Reflection from a Plane Surface
By There are two laws of reflection
- Incident ray, reflected ray, and normal lie in the same plane
- The angle of incidence $i$ is equal to the angle of reflection $r$ i.e., $\angle i=\angle r$
Reflection from a Plane Mirror
A virtual image of a real object is formed in a plane mirror. The image and the object are equidistant from the plane mirror.
Problems from IIT JEE
Problem (IIT JEE 2013): A ray of light travelling in the direction $\frac{1}{2}\left(\hat{\imath}+\sqrt{3}\,\hat{\jmath}\right)$ is incident on a plane mirror. After reflection, it travels along $\frac{1}{2}\left(\hat{\imath}-\sqrt{3}\,\hat{\jmath}\right)$. The angle of incidence is,
- 30 degree
- 45 degree
- 60 degree
- 75 degree
Solution: Let $\hat{v}_i=\frac{1}{2}\left(\imath+\sqrt{3}\jmath\right)$ and $\hat{v}_r=\frac{1}{2}\left(\imath-\sqrt{3}\jmath\right)$ be the unit vectors along the incident and the reflected rays.

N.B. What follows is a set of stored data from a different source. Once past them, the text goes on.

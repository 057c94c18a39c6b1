use super::{Micros, SessionClock, TimelineSnapshot};
use log::{debug, info};
use std::sync::atomic::{AtomicI64, Ordering};
use std::sync::{Arc, Mutex, MutexGuard};
use std::time::Instant;

/// Tempo range accepted by the session, matching what peers will negotiate
pub const MIN_TEMPO: f64 = 20.0;
pub const MAX_TEMPO: f64 = 999.0;

const MICROS_PER_MINUTE: f64 = 60_000_000.0;

/// Monotonic microsecond clock backing a session
pub trait TimeSource: Send + Sync {
    fn now_micros(&self) -> Micros;
}

/// Wall-clock time source measured from its creation
#[derive(Debug, Clone)]
pub struct SystemClock {
    origin: Instant,
}

impl SystemClock {
    pub fn new() -> Self {
        Self {
            origin: Instant::now(),
        }
    }
}

impl Default for SystemClock {
    fn default() -> Self {
        Self::new()
    }
}

impl TimeSource for SystemClock {
    fn now_micros(&self) -> Micros {
        self.origin.elapsed().as_micros() as Micros
    }
}

/// Settable clock for deterministic runs. Clones share the same time.
#[derive(Debug, Clone, Default)]
pub struct ManualClock {
    now: Arc<AtomicI64>,
}

impl ManualClock {
    pub fn new(start: Micros) -> Self {
        Self {
            now: Arc::new(AtomicI64::new(start)),
        }
    }

    pub fn set(&self, time: Micros) {
        self.now.store(time, Ordering::SeqCst);
    }

    pub fn advance(&self, delta: Micros) {
        self.now.fetch_add(delta, Ordering::SeqCst);
    }
}

impl TimeSource for ManualClock {
    fn now_micros(&self) -> Micros {
        self.now.load(Ordering::SeqCst)
    }
}

/// Captured state of a simulated timeline.
///
/// Beat zero falls at `beat_origin`; beats advance linearly at `tempo`.
#[derive(Debug, Clone, Copy, PartialEq)]
pub struct SessionState {
    tempo: f64,
    beat_origin: Micros,
    is_playing: bool,
}

impl SessionState {
    pub fn new(tempo: f64, beat_origin: Micros, is_playing: bool) -> Self {
        Self {
            tempo: clamp_tempo(tempo),
            beat_origin,
            is_playing,
        }
    }

    pub fn tempo(&self) -> f64 {
        self.tempo
    }

    pub fn beat_origin(&self) -> Micros {
        self.beat_origin
    }

    fn beats(&self, time: Micros) -> f64 {
        (time - self.beat_origin) as f64 * self.tempo / MICROS_PER_MINUTE
    }

    fn micros_per_beat(&self) -> f64 {
        MICROS_PER_MINUTE / self.tempo
    }
}

impl TimelineSnapshot for SessionState {
    fn is_playing(&self) -> bool {
        self.is_playing
    }

    fn phase_at_time(&self, time: Micros, quantum: f64) -> f64 {
        if quantum <= 0.0 {
            return 0.0;
        }
        let phase = self.beats(time).rem_euclid(quantum);
        // rem_euclid can round up to the modulus for tiny negative inputs
        if phase >= quantum {
            0.0
        } else {
            phase
        }
    }

    fn beat_at_time(&self, time: Micros, _quantum: f64) -> f64 {
        self.beats(time)
    }
}

fn clamp_tempo(bpm: f64) -> f64 {
    if bpm.is_finite() {
        bpm.clamp(MIN_TEMPO, MAX_TEMPO)
    } else {
        MIN_TEMPO
    }
}

fn lock_timeline(timeline: &Mutex<SessionState>) -> MutexGuard<'_, SessionState> {
    timeline.lock().unwrap_or_else(|poisoned| poisoned.into_inner())
}

/// Single-peer session with a local tempo timeline
pub struct SimulatedSession<T: TimeSource = SystemClock> {
    time: Arc<T>,
    timeline: Arc<Mutex<SessionState>>,
    enabled: bool,
    start_stop_sync: bool,
}

impl SimulatedSession<SystemClock> {
    pub fn new(bpm: f64) -> Self {
        Self::with_time_source(bpm, SystemClock::new())
    }
}

impl<T: TimeSource> SimulatedSession<T> {
    pub fn with_time_source(bpm: f64, source: T) -> Self {
        let now = source.now_micros();
        let state = SessionState::new(bpm, now, false);
        info!("Creating simulated session at {} BPM", state.tempo);
        Self {
            time: Arc::new(source),
            timeline: Arc::new(Mutex::new(state)),
            enabled: false,
            start_stop_sync: false,
        }
    }

    /// Returns a handle for controlling the transport from another thread
    pub fn handle(&self) -> SessionHandle<T> {
        SessionHandle {
            time: Arc::clone(&self.time),
            timeline: Arc::clone(&self.timeline),
        }
    }

    pub fn start_stop_sync_enabled(&self) -> bool {
        self.start_stop_sync
    }
}

impl<T: TimeSource> SessionClock for SimulatedSession<T> {
    type Snapshot = SessionState;

    fn current_time_micros(&self) -> Micros {
        self.time.now_micros()
    }

    fn capture_session_state(&self) -> SessionState {
        *lock_timeline(&self.timeline)
    }

    fn enable(&mut self, enabled: bool) {
        if self.enabled != enabled {
            info!(
                "Simulated session {}",
                if enabled { "enabled" } else { "disabled" }
            );
        }
        self.enabled = enabled;
    }

    fn is_enabled(&self) -> bool {
        self.enabled
    }

    fn enable_start_stop_sync(&mut self, enabled: bool) {
        debug!("Start/stop sync set to {}", enabled);
        self.start_stop_sync = enabled;
    }
}

/// Transport control for a [`SimulatedSession`]
pub struct SessionHandle<T: TimeSource = SystemClock> {
    time: Arc<T>,
    timeline: Arc<Mutex<SessionState>>,
}

impl<T: TimeSource> Clone for SessionHandle<T> {
    fn clone(&self) -> Self {
        Self {
            time: Arc::clone(&self.time),
            timeline: Arc::clone(&self.timeline),
        }
    }
}

impl<T: TimeSource> SessionHandle<T> {
    /// Changes tempo without moving the current beat position
    pub fn set_tempo(&self, bpm: f64) {
        let now = self.time.now_micros();
        let mut state = lock_timeline(&self.timeline);
        let beat = state.beats(now);
        state.tempo = clamp_tempo(bpm);
        state.beat_origin = now - (beat * state.micros_per_beat()).round() as Micros;
        info!("Session tempo set to {} BPM", state.tempo);
    }

    pub fn tempo(&self) -> f64 {
        lock_timeline(&self.timeline).tempo
    }

    /// Starts the transport with beat zero `count_in_beats` from now
    pub fn start_playing(&self, count_in_beats: f64) {
        let now = self.time.now_micros();
        let count_in = count_in_beats.max(0.0);
        let mut state = lock_timeline(&self.timeline);
        state.beat_origin = now + (count_in * state.micros_per_beat()).round() as Micros;
        state.is_playing = true;
        info!("Transport started with {} beat count-in", count_in);
    }

    pub fn stop_playing(&self) {
        lock_timeline(&self.timeline).is_playing = false;
        info!("Transport stopped");
    }

    pub fn is_playing(&self) -> bool {
        lock_timeline(&self.timeline).is_playing
    }

    pub fn capture(&self) -> SessionState {
        *lock_timeline(&self.timeline)
    }
}

#[cfg(test)]
mod tests {
    use super::*;

    const SECOND: Micros = 1_000_000;

    fn session_at(bpm: f64) -> (SimulatedSession<ManualClock>, ManualClock) {
        let clock = ManualClock::new(0);
        (SimulatedSession::with_time_source(bpm, clock.clone()), clock)
    }

    #[test]
    fn test_beats_advance_with_tempo() {
        let (session, clock) = session_at(120.0);
        session.handle().start_playing(0.0);

        clock.advance(SECOND);
        let now = session.current_time_micros();
        let state = session.capture_session_state();
        assert!((state.beat_at_time(now, 4.0) - 2.0).abs() < 1e-9);
        assert!((state.phase_at_time(now, 4.0) - 2.0).abs() < 1e-9);

        clock.advance(2 * SECOND);
        let now = session.current_time_micros();
        assert!((state.beat_at_time(now, 4.0) - 6.0).abs() < 1e-9);
        assert!((state.phase_at_time(now, 4.0) - 2.0).abs() < 1e-9);
    }

    #[test]
    fn test_count_in_gives_negative_beats() {
        let (session, clock) = session_at(120.0);
        session.handle().start_playing(2.0);

        let state = session.capture_session_state();
        let now = session.current_time_micros();
        assert!((state.beat_at_time(now, 4.0) + 2.0).abs() < 1e-9);
        // Phase still wraps into [0, quantum) before beat zero
        assert!((state.phase_at_time(now, 4.0) - 2.0).abs() < 1e-9);

        clock.advance(SECOND);
        let now = session.current_time_micros();
        assert!(state.beat_at_time(now, 4.0).abs() < 1e-9);
    }

    #[test]
    fn test_tempo_change_keeps_beat_continuous() {
        let (session, clock) = session_at(120.0);
        let handle = session.handle();
        handle.start_playing(0.0);
        clock.advance(1_500_000);

        let before = handle.capture().beat_at_time(clock.now_micros(), 4.0);
        handle.set_tempo(90.0);
        let after = handle.capture().beat_at_time(clock.now_micros(), 4.0);
        assert!((before - after).abs() < 1e-4);
        assert_eq!(handle.tempo(), 90.0);

        clock.advance(SECOND);
        let later = handle.capture().beat_at_time(clock.now_micros(), 4.0);
        assert!((later - after - 1.5).abs() < 1e-4);
    }

    #[test]
    fn test_tempo_is_clamped() {
        let (session, _clock) = session_at(5000.0);
        assert_eq!(session.handle().tempo(), MAX_TEMPO);
        session.handle().set_tempo(1.0);
        assert_eq!(session.handle().tempo(), MIN_TEMPO);
        session.handle().set_tempo(f64::NAN);
        assert_eq!(session.handle().tempo(), MIN_TEMPO);
    }

    #[test]
    fn test_phase_stays_within_quantum() {
        let state = SessionState::new(137.0, 0, true);
        for step in -2000..2000 {
            let time = step * 7_919;
            let phase = state.phase_at_time(time, 4.0);
            assert!((0.0..4.0).contains(&phase), "phase {} out of range", phase);
        }
        assert_eq!(state.phase_at_time(SECOND, 0.0), 0.0);
    }

    #[test]
    fn test_start_and_stop() {
        let (session, _clock) = session_at(120.0);
        let handle = session.handle();
        assert!(!session.capture_session_state().is_playing());
        handle.start_playing(0.0);
        assert!(session.capture_session_state().is_playing());
        handle.stop_playing();
        assert!(!handle.is_playing());
    }

    #[test]
    fn test_snapshot_is_not_affected_by_later_changes() {
        let (session, _clock) = session_at(120.0);
        let handle = session.handle();
        let snapshot = session.capture_session_state();
        handle.start_playing(0.0);
        handle.set_tempo(150.0);
        assert!(!snapshot.is_playing());
        assert_eq!(snapshot.tempo(), 120.0);
    }

    #[test]
    fn test_lifecycle_flags() {
        let (mut session, _clock) = session_at(120.0);
        assert!(!session.is_enabled());
        session.enable(true);
        session.enable_start_stop_sync(true);
        assert!(session.is_enabled());
        assert!(session.start_stop_sync_enabled());
        session.enable(false);
        assert!(!session.is_enabled());
    }
}
// config.rs

use crate::cli::Args;
use crate::error::{BridgeError, Result};
use crate::session::{MAX_TEMPO, MIN_TEMPO};
use crate::signals::{SignalConfig, DEFAULT_QUANTUM};
use ::config::{Config, Environment, File};
use log::{debug, LevelFilter};
use std::str::FromStr;
use std::time::Duration;

pub const DEFAULT_BPM: f64 = 120.0;
pub const DEFAULT_RATE: u32 = 1000;
pub const MAX_RATE: u32 = 48_000;
pub const ENV_PREFIX: &str = "PHASORLINK";
const DEFAULT_FILE: &str = "phasorlink";

#[derive(Debug, Clone, PartialEq)]
pub struct Settings {
    pub bpm: f64,
    pub quantum: f64,
    /// Host ticks per second
    pub rate: u32,
    pub count_in: f64,
    /// Run time; `None` runs until interrupted
    pub duration: Option<Duration>,
    pub autostart: bool,
    pub log_level: LevelFilter,
}

impl Default for Settings {
    fn default() -> Self {
        Settings {
            bpm: DEFAULT_BPM,
            quantum: DEFAULT_QUANTUM,
            rate: DEFAULT_RATE,
            count_in: 0.0,
            duration: None,
            autostart: true,
            log_level: LevelFilter::Info,
        }
    }
}

impl Settings {
    /// Layers defaults, settings file, `PHASORLINK_*` variables and CLI flags
    pub fn load(args: &Args) -> Result<Self> {
        Self::load_with_env(args, ENV_PREFIX)
    }

    pub fn load_with_env(args: &Args, env_prefix: &str) -> Result<Self> {
        let mut builder = Config::builder()
            .set_default("bpm", DEFAULT_BPM)?
            .set_default("quantum", DEFAULT_QUANTUM)?
            .set_default("rate", i64::from(DEFAULT_RATE))?
            .set_default("count_in", 0.0)?
            .set_default("duration", 0.0)?
            .set_default("autostart", true)?
            .set_default("log_level", "info")?;

        builder = match &args.config {
            Some(path) => {
                debug!("Reading settings from {:?}", path);
                builder.add_source(File::from(path.as_path()))
            }
            None => builder.add_source(File::with_name(DEFAULT_FILE).required(false)),
        };

        let merged = builder
            .add_source(Environment::with_prefix(env_prefix))
            .set_override_option("bpm", args.bpm)?
            .set_override_option("quantum", args.quantum)?
            .set_override_option("rate", args.rate.map(i64::from))?
            .set_override_option("count_in", args.count_in)?
            .set_override_option("duration", args.duration)?
            .set_override_option("autostart", args.stopped.then_some(false))?
            .set_override_option("log_level", args.log_level.clone())?
            .build()?;

        let settings = Self::from_config(&merged)?;
        debug!("Loaded settings: {:?}", settings);
        Ok(settings)
    }

    fn from_config(merged: &Config) -> Result<Self> {
        let bpm = merged.get_float("bpm")?;
        if !(MIN_TEMPO..=MAX_TEMPO).contains(&bpm) {
            return Err(BridgeError::Config(format!(
                "bpm must be between {} and {}, got {}",
                MIN_TEMPO, MAX_TEMPO, bpm
            )));
        }

        let quantum = merged.get_float("quantum")?;
        if !(quantum.is_finite() && quantum > 0.0) {
            return Err(BridgeError::Config(format!(
                "quantum must be positive, got {}",
                quantum
            )));
        }

        let rate = merged.get_int("rate")?;
        if rate <= 0 || rate > i64::from(MAX_RATE) {
            return Err(BridgeError::Config(format!(
                "rate must be between 1 and {} Hz, got {}",
                MAX_RATE, rate
            )));
        }

        let count_in = merged.get_float("count_in")?;
        if !(count_in.is_finite() && count_in >= 0.0) {
            return Err(BridgeError::Config(format!(
                "count_in must not be negative, got {}",
                count_in
            )));
        }

        let duration_secs = merged.get_float("duration")?;
        if !(duration_secs.is_finite() && duration_secs >= 0.0) {
            return Err(BridgeError::Config(format!(
                "duration must not be negative, got {}",
                duration_secs
            )));
        }
        let duration = if duration_secs > 0.0 {
            let duration = Duration::try_from_secs_f64(duration_secs)
                .map_err(|e| BridgeError::Config(format!("duration out of range: {}", e)))?;
            Some(duration)
        } else {
            None
        };

        let level = merged.get_string("log_level")?;
        let log_level = LevelFilter::from_str(&level)
            .map_err(|_| BridgeError::Config(format!("unknown log level '{}'", level)))?;

        Ok(Settings {
            bpm,
            quantum,
            rate: rate as u32,
            count_in,
            duration,
            autostart: merged.get_bool("autostart")?,
            log_level,
        })
    }

    pub fn signal_config(&self) -> SignalConfig {
        SignalConfig::with_quantum(self.quantum)
    }

    pub fn tick_interval(&self) -> Duration {
        Duration::from_secs_f64(1.0 / f64::from(self.rate))
    }
}

#[cfg(test)]
mod tests {
    use super::*;
    use std::fs;
    use std::path::PathBuf;

    // Unique prefix so the process environment never leaks into these tests
    const TEST_PREFIX: &str = "PHASORLINK_CONFIG_UNIT_TEST";

    fn load(args: &Args) -> Result<Settings> {
        Settings::load_with_env(args, TEST_PREFIX)
    }

    fn write_temp(name: &str, contents: &str) -> PathBuf {
        let path = std::env::temp_dir().join(format!("{}-{}", std::process::id(), name));
        fs::write(&path, contents).unwrap();
        path
    }

    #[test]
    fn test_defaults() {
        let settings = load(&Args::default()).unwrap();
        assert_eq!(settings, Settings::default());
        assert_eq!(settings.signal_config().quantum, 4.0);
        assert_eq!(settings.tick_interval().as_micros(), 1000);
    }

    #[test]
    fn test_cli_flags_override_defaults() {
        let args = Args {
            bpm: Some(140.0),
            quantum: Some(3.0),
            rate: Some(500),
            count_in: Some(4.0),
            duration: Some(2.5),
            stopped: true,
            log_level: Some("debug".to_string()),
            ..Args::default()
        };
        let settings = load(&args).unwrap();
        assert_eq!(settings.bpm, 140.0);
        assert_eq!(settings.quantum, 3.0);
        assert_eq!(settings.rate, 500);
        assert_eq!(settings.count_in, 4.0);
        assert_eq!(settings.duration, Some(Duration::from_millis(2500)));
        assert!(!settings.autostart);
        assert_eq!(settings.log_level, LevelFilter::Debug);
    }

    #[test]
    fn test_file_then_cli_precedence() {
        let path = write_temp(
            "phasorlink-precedence.toml",
            "bpm = 98.5\nquantum = 7\nrate = 250\n",
        );
        let args = Args {
            config: Some(path.clone()),
            rate: Some(100),
            ..Args::default()
        };
        let settings = load(&args).unwrap();
        fs::remove_file(path).unwrap();

        assert_eq!(settings.bpm, 98.5);
        assert_eq!(settings.quantum, 7.0);
        assert_eq!(settings.rate, 100);
    }

    #[test]
    fn test_environment_sits_between_file_and_cli() {
        // Own prefix: no other test reads these variables
        const ENV_TEST_PREFIX: &str = "PHASORLINK_CONFIG_ENV_TEST";
        std::env::set_var("PHASORLINK_CONFIG_ENV_TEST_BPM", "133");
        std::env::set_var("PHASORLINK_CONFIG_ENV_TEST_QUANTUM", "5");

        let path = write_temp("phasorlink-env.toml", "bpm = 90\nquantum = 6\n");
        let args = Args {
            config: Some(path.clone()),
            quantum: Some(3.0),
            ..Args::default()
        };
        let settings = Settings::load_with_env(&args, ENV_TEST_PREFIX);

        std::env::remove_var("PHASORLINK_CONFIG_ENV_TEST_BPM");
        std::env::remove_var("PHASORLINK_CONFIG_ENV_TEST_QUANTUM");
        fs::remove_file(path).unwrap();

        let settings = settings.unwrap();
        assert_eq!(settings.bpm, 133.0);
        assert_eq!(settings.quantum, 3.0);
    }

    #[test]
    fn test_huge_duration_is_rejected_not_panicking() {
        let args = Args {
            duration: Some(1e20),
            ..Args::default()
        };
        match load(&args) {
            Err(BridgeError::Config(msg)) => assert!(msg.contains("duration out of range")),
            other => panic!("expected duration error, got {:?}", other),
        }
    }

    #[test]
    fn test_missing_explicit_file_is_an_error() {
        let args = Args {
            config: Some(PathBuf::from("/nonexistent/phasorlink.toml")),
            ..Args::default()
        };
        assert!(matches!(load(&args), Err(BridgeError::Config(_))));
    }

    #[test]
    fn test_validation() {
        let bad = [
            Args {
                bpm: Some(10.0),
                ..Args::default()
            },
            Args {
                bpm: Some(1200.0),
                ..Args::default()
            },
            Args {
                quantum: Some(0.0),
                ..Args::default()
            },
            Args {
                rate: Some(0),
                ..Args::default()
            },
            Args {
                rate: Some(96_000),
                ..Args::default()
            },
            Args {
                count_in: Some(-1.0),
                ..Args::default()
            },
            Args {
                duration: Some(-3.0),
                ..Args::default()
            },
            Args {
                duration: Some(1e20),
                ..Args::default()
            },
            Args {
                log_level: Some("loud".to_string()),
                ..Args::default()
            },
        ];
        for args in bad.iter() {
            assert!(
                matches!(load(args), Err(BridgeError::Config(_))),
                "expected rejection for {:?}",
                args
            );
        }
    }
}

From laws of reflection, angle of incidence (say $\theta$) is equal to the angle of reflection. Thus, angle between $-\hat{v}_i$ and $\hat{v}_r$ is $2\theta$ (see figure). Using, dot products of vectors, we get, \begin{align} \cos(2\theta)=- \hat{v}_i\cdot \hat{v}_r={1}/{2}. \nonumber \end{align} Hence, $\theta={30}\;\mathrm{degree}$. The readers can see that $\hat{v}_i=\cos 60\,\hat{\imath}+\sin 60\,\hat{\jmath}$ and $\hat{v}_r=\cos (-60)\,\hat{\imath}+\sin (-60)\,\hat{\jmath}$. Drawing these vectors gives desired result.